My story is about a love story. I have been in 3 relationships my whole life. I am 59 years old, and was married at age 19. After raising five kids and working multiple jobs, I ended up divorcing my husband of 34 years. It was surely one of the hardest things I have ever had to deal with. I loved my husband, why I’m not sure, after all he was emotionally abusive to me. Always negative and high on something. After I found out about his affair I left him. Then I met the greatest guy I could ever ask for. He was funny and charming. Treated me like a lady. Took me out often, and held doors for me. Liked to cuddle with me. After we dated for a while we moved in together. 8 months later he collapsed of a massive heart attack and passed away. I was in shock for a long time asking myself why. Then his friend got in touch with me about 2 years later. He asked me out but I wasn’t really sure I wanted to go out but I did. We got along great and after dating he moved in with me. After we lived in my apartment for about 6 months we decided to get a trailer together in a park near where his daughter lived. That was a mistake, 2 years later I found out he was an addict stealing from me and using me to get what he could out of me. And his daughter a huge thorn in my side always calling and stopping by, in one day she stopped by 23 time and called even more. So I could not stand to be in a 3 person relationship. Since then I have dated a few times but never seem to trust anyone anymore. The guy I am with now is nice, number 4, but I don’t love him like a want to love a man. I found out some things about him that I don’t like. He doesn’t like my kids. Treats them badly, I just don’t want to be alone. But can never seem to find a man that works out for me. I met someone on here that I fell in love with, but he didn’t love me enough to be with me I guess so I will have to make do. I cry practically every night because I am so unhappy. Not only that, but I lie to friends and family so they don’t have to worry about me anymore. I just don’t think they should be concerned about my happiness. After all, I will never be happy, this I truly do know. I just wish my true love could be here with me. That is all for now. I guess I will be crying my self to sleep every night for the rest of my life. And all alone at that. Thanks for reading, and hope you are lucky in love, at least luckier then me. 🙁
2 Comments on “lost without LOVE”
Update: Things couldn’t get much worse then they are. Sometimes I wish I could just crawl in a hole. No easy answers, no solutions, no future. Oh well, it is what it is. So, I cry myself to sleep and keep to myself now. What else is there to do. No hope for any type of happiness, not in my life time.
Hi AngelMary,
Your story carries a large measure of poignancy. After reading it I found myself wishing there were someone in close proximity to you who could give you a warm hug and accept everything about you with no criticism or questions asked.
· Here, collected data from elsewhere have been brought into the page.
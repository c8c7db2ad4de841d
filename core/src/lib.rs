pub mod catalog;
pub mod config;
pub mod error;
pub mod extract;
pub mod self_check;
pub mod util;
pub mod youtube;
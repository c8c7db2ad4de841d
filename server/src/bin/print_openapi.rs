use utoipa::OpenApi;

use grabtube::openapi;

fn main() {
    let oapi: utoipa::openapi::OpenApi = openapi::ApiDoc::openapi();
    println!("{}", oapi.to_pretty_json().expect("document serializes"));
}
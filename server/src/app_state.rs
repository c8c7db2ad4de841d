use std::sync::Arc;

use camino::Utf8PathBuf as PathBuf;
use grabtube_core::extract::YtDlp;

pub struct AppState {
    pub ytdlp: YtDlp,
    pub download_dir: PathBuf,
}

pub type SharedState = Arc<AppState>;
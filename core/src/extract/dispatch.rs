use camino::Utf8Path as Path;
use camino::Utf8PathBuf as PathBuf;
use tracing::{info, instrument, warn};

use crate::catalog::Container;
use crate::error::ExtractError;

use super::YtDlp;

/// Characters yt-dlp rewrites when writing the output file.
const UNSAFE_FILENAME_CHARS: &[char] = &['<', '>', ':', '"', '/', '\\', '|', '?', '*'];

/// Fullwidth substitutions current yt-dlp releases apply to unsafe
/// characters in file names.
const FILENAME_REPLACEMENTS: &[(char, char)] = &[
    ('<', '＜'),
    ('>', '＞'),
    (':', '：'),
    ('"', '＂'),
    ('/', '⧸'),
    ('\\', '⧹'),
    ('|', '｜'),
    ('?', '？'),
    ('*', '＊'),
];

/// Resolves the video title, hands the download to yt-dlp and returns the
/// path of the produced file.
///
/// yt-dlp applies its own filename sanitization and the real extension can
/// differ from the requested container (a webm video stream stays webm), so
/// the exact output path is not knowable upfront. We check the expected
/// `<title>.<container>` path first and fall back to scanning the download
/// directory for a file sharing the leading part of the title.
#[instrument(skip(ytdlp))]
pub async fn dispatch_download(
    ytdlp: &YtDlp,
    download_dir: &Path,
    url: &str,
    format_id: &str,
    container: Container,
) -> Result<PathBuf, ExtractError> {
    let metadata = ytdlp
        .probe(url)
        .await
        .map_err(ExtractError::into_dispatch)?;
    let title = metadata.title.unwrap_or_default();
    ytdlp.download(url, format_id, container, download_dir).await?;
    let path = locate_output(download_dir, &title, container).await?;
    info!(%path, "download finished");
    Ok(path)
}

/// Finds the file yt-dlp wrote for `title`, preferring the exact expected
/// path and falling back to a prefix scan of the download directory.
async fn locate_output(
    download_dir: &Path,
    title: &str,
    container: Container,
) -> Result<PathBuf, ExtractError> {
    let expected = download_dir.join(format!("{}.{}", sanitize_title(title), container));
    if tokio::fs::metadata(&expected).await.is_ok() {
        return Ok(expected);
    }
    warn!(%expected, "expected output file not found, scanning download directory");
    // The substitution yt-dlp picks for unsafe characters has changed across
    // releases, so the scan only trusts the part of the title before the
    // first one.
    let prefix = scan_prefix(title);
    let mut entries = tokio::fs::read_dir(download_dir).await?;
    while let Some(entry) = entries.next_entry().await? {
        let file_name = entry.file_name();
        let Some(file_name) = file_name.to_str() else {
            continue;
        };
        if !prefix.is_empty() && file_name.starts_with(prefix) {
            return Ok(download_dir.join(file_name));
        }
    }
    Err(ExtractError::OutputMissing { expected })
}

/// Applies yt-dlp's substitutions for characters it never writes into file
/// names, so the expected path matches what lands on disk.
fn sanitize_title(title: &str) -> String {
    title
        .chars()
        .map(|c| {
            FILENAME_REPLACEMENTS
                .iter()
                .find(|(from, _)| *from == c)
                .map(|(_, to)| *to)
                .unwrap_or(c)
        })
        .collect()
}

/// Prefix of `title` up to the first character yt-dlp rewrites.
fn scan_prefix(title: &str) -> &str {
    match title.find(UNSAFE_FILENAME_CHARS) {
        Some(index) => &title[..index],
        None => title,
    }
}

#[cfg(test)]
mod test {
    use super::*;
    use claims::{assert_err, assert_ok};
    use pretty_assertions::assert_eq;

    fn utf8_dir_path(dir: &tempfile::TempDir) -> &Path {
        Path::from_path(dir.path()).expect("tempdir path is utf8")
    }

    #[test]
    fn sanitize_substitutes_fullwidth_forms_for_reserved_characters() {
        assert_eq!(sanitize_title("My Talk: Part 1/2"), "My Talk： Part 1⧸2");
        assert_eq!(sanitize_title("plain title"), "plain title");
    }

    #[test]
    fn scan_prefix_stops_at_the_first_reserved_character() {
        assert_eq!(scan_prefix("My Talk: Part 1"), "My Talk");
        assert_eq!(scan_prefix("plain title"), "plain title");
        assert_eq!(scan_prefix("*leading"), "");
    }

    #[tokio::test]
    async fn locates_file_at_expected_path() {
        let dir = tempfile::tempdir().unwrap();
        let dir_path = utf8_dir_path(&dir);
        std::fs::write(dir_path.join("My Talk.mp4"), b"video").unwrap();

        let located = assert_ok!(locate_output(dir_path, "My Talk", Container::Mp4).await);
        assert_eq!(located, dir_path.join("My Talk.mp4"));
    }

    #[tokio::test]
    async fn falls_back_to_prefix_scan_when_extension_differs() {
        let dir = tempfile::tempdir().unwrap();
        let dir_path = utf8_dir_path(&dir);
        std::fs::write(dir_path.join("My Talk.webm"), b"video").unwrap();

        let located = assert_ok!(locate_output(dir_path, "My Talk", Container::Mp4).await);
        assert_eq!(located, dir_path.join("My Talk.webm"));
    }

    #[tokio::test]
    async fn locates_file_written_with_fullwidth_replacements() {
        let dir = tempfile::tempdir().unwrap();
        let dir_path = utf8_dir_path(&dir);
        std::fs::write(dir_path.join("My Talk： Part 1.mp3"), b"audio").unwrap();

        let located = assert_ok!(locate_output(dir_path, "My Talk: Part 1", Container::Mp3).await);
        assert_eq!(located, dir_path.join("My Talk： Part 1.mp3"));
    }

    #[tokio::test]
    async fn scan_tolerates_older_replacement_styles() {
        let dir = tempfile::tempdir().unwrap();
        let dir_path = utf8_dir_path(&dir);
        std::fs::write(dir_path.join("My Talk - Part 1.mp3"), b"audio").unwrap();

        let located = assert_ok!(locate_output(dir_path, "My Talk: Part 1", Container::Mp3).await);
        assert_eq!(located, dir_path.join("My Talk - Part 1.mp3"));
    }

    #[tokio::test]
    async fn missing_output_is_an_error() {
        let dir = tempfile::tempdir().unwrap();
        let dir_path = utf8_dir_path(&dir);
        std::fs::write(dir_path.join("Unrelated.mp4"), b"video").unwrap();

        let error = assert_err!(locate_output(dir_path, "My Talk", Container::Mp4).await);
        match error {
            ExtractError::OutputMissing { expected } => {
                assert_eq!(expected, dir_path.join("My Talk.mp4"));
            }
            other => panic!("unexpected error: {:?}", other),
        }
    }

    #[tokio::test]
    async fn empty_title_never_matches_by_prefix() {
        let dir = tempfile::tempdir().unwrap();
        let dir_path = utf8_dir_path(&dir);
        std::fs::write(dir_path.join("Some File.mp4"), b"video").unwrap();

        assert_err!(locate_output(dir_path, "", Container::Mp4).await);
    }
}
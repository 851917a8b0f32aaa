use std::fmt;

use serde::{Deserialize, Serialize};

use crate::expr::Expr;

#[derive(Clone, Debug, PartialEq, Serialize, Deserialize)]
#[serde(transparent)]
pub struct Cond(pub Expr);

impl fmt::Display for Cond {
	fn fmt(&self, f: &mut fmt::Formatter) -> fmt::Result {
		write!(f, "WHERE {}", self.0)
	}
}
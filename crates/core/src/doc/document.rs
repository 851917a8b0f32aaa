use std::sync::Arc;

use crate::val::{RecordId, Value};

/// A record being processed by the SELECT pipeline, together with the
/// record id it was fetched under.
#[derive(Clone, Debug)]
pub(crate) struct CursorDoc {
	pub(crate) rid: Option<Arc<RecordId>>,
	pub(crate) doc: Arc<Value>,
	/// The aggregate values of the group this record stands in for
	pub(crate) aggregates: Vec<Value>,
}

impl CursorDoc {
	pub(crate) fn new(rid: Option<Arc<RecordId>>, doc: Value) -> Self {
		Self {
			rid,
			doc: Arc::new(doc),
			aggregates: Vec::new(),
		}
	}

	/// Attaches the aggregate values computed over a group
	pub(crate) fn with_aggregates(mut self, aggregates: Vec<Value>) -> Self {
		self.aggregates = aggregates;
		self
	}

	/// The whole record, with its table and key attached as `meta`
	pub(crate) fn record(&self) -> Value {
		let mut out = self.doc.as_ref().clone();
		if let (Some(rid), Value::Object(obj)) = (&self.rid, &mut out) {
			let meta = map! {
				"tb".to_owned() => Value::from(rid.table.as_str()),
				"id".to_owned() => rid.key.clone().into_value(),
			};
			obj.insert("meta".to_owned(), Value::from(meta));
		}
		out
	}
}

impl From<Value> for CursorDoc {
	fn from(val: Value) -> Self {
		let rid = match &val {
			Value::Object(o) => o.rid().map(Arc::new),
			_ => None,
		};
		Self::new(rid, val)
	}
}
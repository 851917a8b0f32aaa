//! Executes batches of statements. The SELECT pipeline resolves statement
//! targets, fetches their records at a single snapshot version, filters,
//! groups, orders and paginates them, and projects the output rows.

mod executor;
mod group;
mod iterator;
mod options;
mod response;
mod store;
mod variables;

pub use self::options::*;
pub use self::response::*;
pub use self::variables::*;

pub(crate) use self::executor::*;
pub(crate) use self::iterator::*;

pub(crate) const TARGET: &str = "strata::core::dbs";
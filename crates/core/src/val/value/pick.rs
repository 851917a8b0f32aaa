use crate::expr::Part;
use crate::val::Value;

impl Value {
	/// Synchronous method for getting a field from a `Value`. A missing path
	/// segment results in `Value::None`.
	pub fn pick(&self, path: &[Part]) -> Self {
		let Some(p) = path.first() else {
			return self.clone();
		};
		match self {
			// Current value at path is an object
			Value::Object(v) => match p {
				Part::Field(f) => match v.get(f.as_str()) {
					Some(v) => v.pick(&path[1..]),
					None => Value::None,
				},
				Part::Index(_) => Value::None,
			},
			// Current value at path is an array
			Value::Array(v) => match p {
				Part::Field(_) => v.iter().map(|v| v.pick(path)).collect::<Vec<_>>().into(),
				Part::Index(i) => match v.get(*i) {
					Some(v) => v.pick(&path[1..]),
					None => Value::None,
				},
			},
			// Ignore everything else
			_ => Value::None,
		}
	}
}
You certainly deserve at least that!
This is in reference to your story so I won’t go into my own except to say that I had the most amazing, respectful and loving relationship with my wife that I could have ever imagined. That is until her illness took all of it away. In a sense I can relate to what you’ve laid out here.
I hope things improve for you, and soon.
Please take care of yourself.
A fellow traveler, Danny.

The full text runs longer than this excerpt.